A Cal looker (California looker) is any air-cooled Volkswagen (most often the Type 1) modified in fashion originating in Orange County, California in the late 1960s.

Custom car trend

== Common modifications==
The Type 1 is popular with car customizers throughout the world not only because it is cheap and easy to work on, but because its iconic looks can be personalised and the flat four motor is so tuneable. Its very ubiquity makes even subtle changes noticeable; Popular modification categories include performance upgrades (engine swaps, turbocharging), aesthetic changes (lowering, custom paint, wheel upgrades), and functional improvements (upgraded brakes, suspension, lighting).

===Exterior===
There are many popular Beetle styles, from a Cal looker, to a Cal-Style VW. They vary between themselves but are similar in many ways. Also the California look has changed during the 30+ years of its lifespan. The most typical (and traditional) way to customize the exterior is to change the wheels and lower the front suspension of the car. The favorite wheels are period-style EMPI 5- or 8-spokes, Speedwell BRMs, Mahle "Gas Burners" or satin finish Porsche factory rims like Fuchs from a classic 911. One of the original California look modifications is to replace or remove the bumpers, side trim and vent wing window either to give a cleaner look or to reduce the curb weight; if bumpers are removed, T-bar pushbars are common. The stock bumpers are sometimes painted or powder coated.

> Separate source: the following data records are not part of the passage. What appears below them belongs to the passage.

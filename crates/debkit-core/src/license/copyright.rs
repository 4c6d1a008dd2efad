//! Copyright notice extraction from license texts.

use super::LicenseError;
use regex::Regex;
use std::path::Path;
use std::sync::LazyLock;

/// A line opening a copyright notice: one or more `Copyright`, `©` or `(c)`
/// markers followed by the holder text.
static MARKER: LazyLock<Regex> = LazyLock::new(|| {
    Regex::new(r"(?i)^\s*(?:(?:copyright|©|\(c\))[:\s]*)+(.+)$")
        .expect("copyright marker pattern is valid")
});

/// Extract the first copyright block of a license text.
///
/// Collection starts at the first line carrying a copyright marker and stops
/// at the next blank line. Markers are stripped from every collected line that
/// starts with one. Lines are joined with `"\n "`, the continuation form used
/// in `debian/copyright`.
///
/// Returns `None` when the text has no copyright marker.
pub fn extract_copyright_block(text: &str) -> Option<String> {
    let mut collected: Vec<String> = Vec::new();

    for line in text.trim().lines() {
        let stripped = line.trim();

        if collected.is_empty() && !MARKER.is_match(stripped) {
            continue;
        }
        if stripped.is_empty() {
            break;
        }

        let cleaned = MARKER
            .captures(stripped)
            .and_then(|caps| caps.get(1))
            .map_or(stripped, |m| m.as_str().trim());
        collected.push(cleaned.to_string());
    }

    (!collected.is_empty()).then(|| collected.join("\n "))
}

/// Read `path` and extract its copyright block.
///
/// # Errors
///
/// Returns [`LicenseError::UnreadableLicenseFile`] if the file cannot be read.
pub fn read_copyright(path: &Path) -> Result<Option<String>, LicenseError> {
    let text = std::fs::read_to_string(path).map_err(|source| {
        LicenseError::UnreadableLicenseFile {
            path: path.to_path_buf(),
            source,
        }
    })?;
    Ok(extract_copyright_block(&text))
}
//! Completions command

use clap::CommandFactory;
use clap_complete::generate;

/// Generate shell completions
pub fn completions(shell: clap_complete::Shell) {
    let mut cmd = crate::Cli::command();
    generate(shell, &mut cmd, "debkit", &mut std::io::stdout());
}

There are many clubs dedicated to Cal look including the DKP in the USA which was one of the first clubs dedicated to true Cal-look cars. Today, the DKP still exists and the club is on their third generation. There are also currently many big Cal look VW clubs based in Europe including the DAS (Der Autobahn Scrapers) in Belgium, the DFL (Der Fieser Luftkühlers) in Germany and the JG54 Grünherz (Greenhearts) and the Aircooled Assassins (AA) in the UK and in Brazil DBC (Der Brazilian Cal look).

===Cal-Style===

A lowrider influenced Vintage VW that was lowered to the extreme for style and cruising called "dumped", "slammed" or "laid-out" The Cal-Style VW was originated in the streets of Los Angeles in the late 1970s. Los Angeles VW Car Clubs like the "Bugs Buddies" and the "Vintage Volksters" were the pioneers of this style building Cal-Style VW's to cruise LA landmarks like the original Tommy's Burgers, the iconic cruise spot Whittier Blvd, ELA and to impress the LA teen party crowd. The first documented example of a "Cal-Style" VW was 1980 when Rene Ruelas of lowrider car club fame the "Dukes" combined style and performance with his Karmann Ghia convertible; it was later owned by another, the early 1980s Cal-Style builder Robert "VWKIDD" Velis. By the late 1980s, the Cal-Style VW influence spread throughout Southern California and the world.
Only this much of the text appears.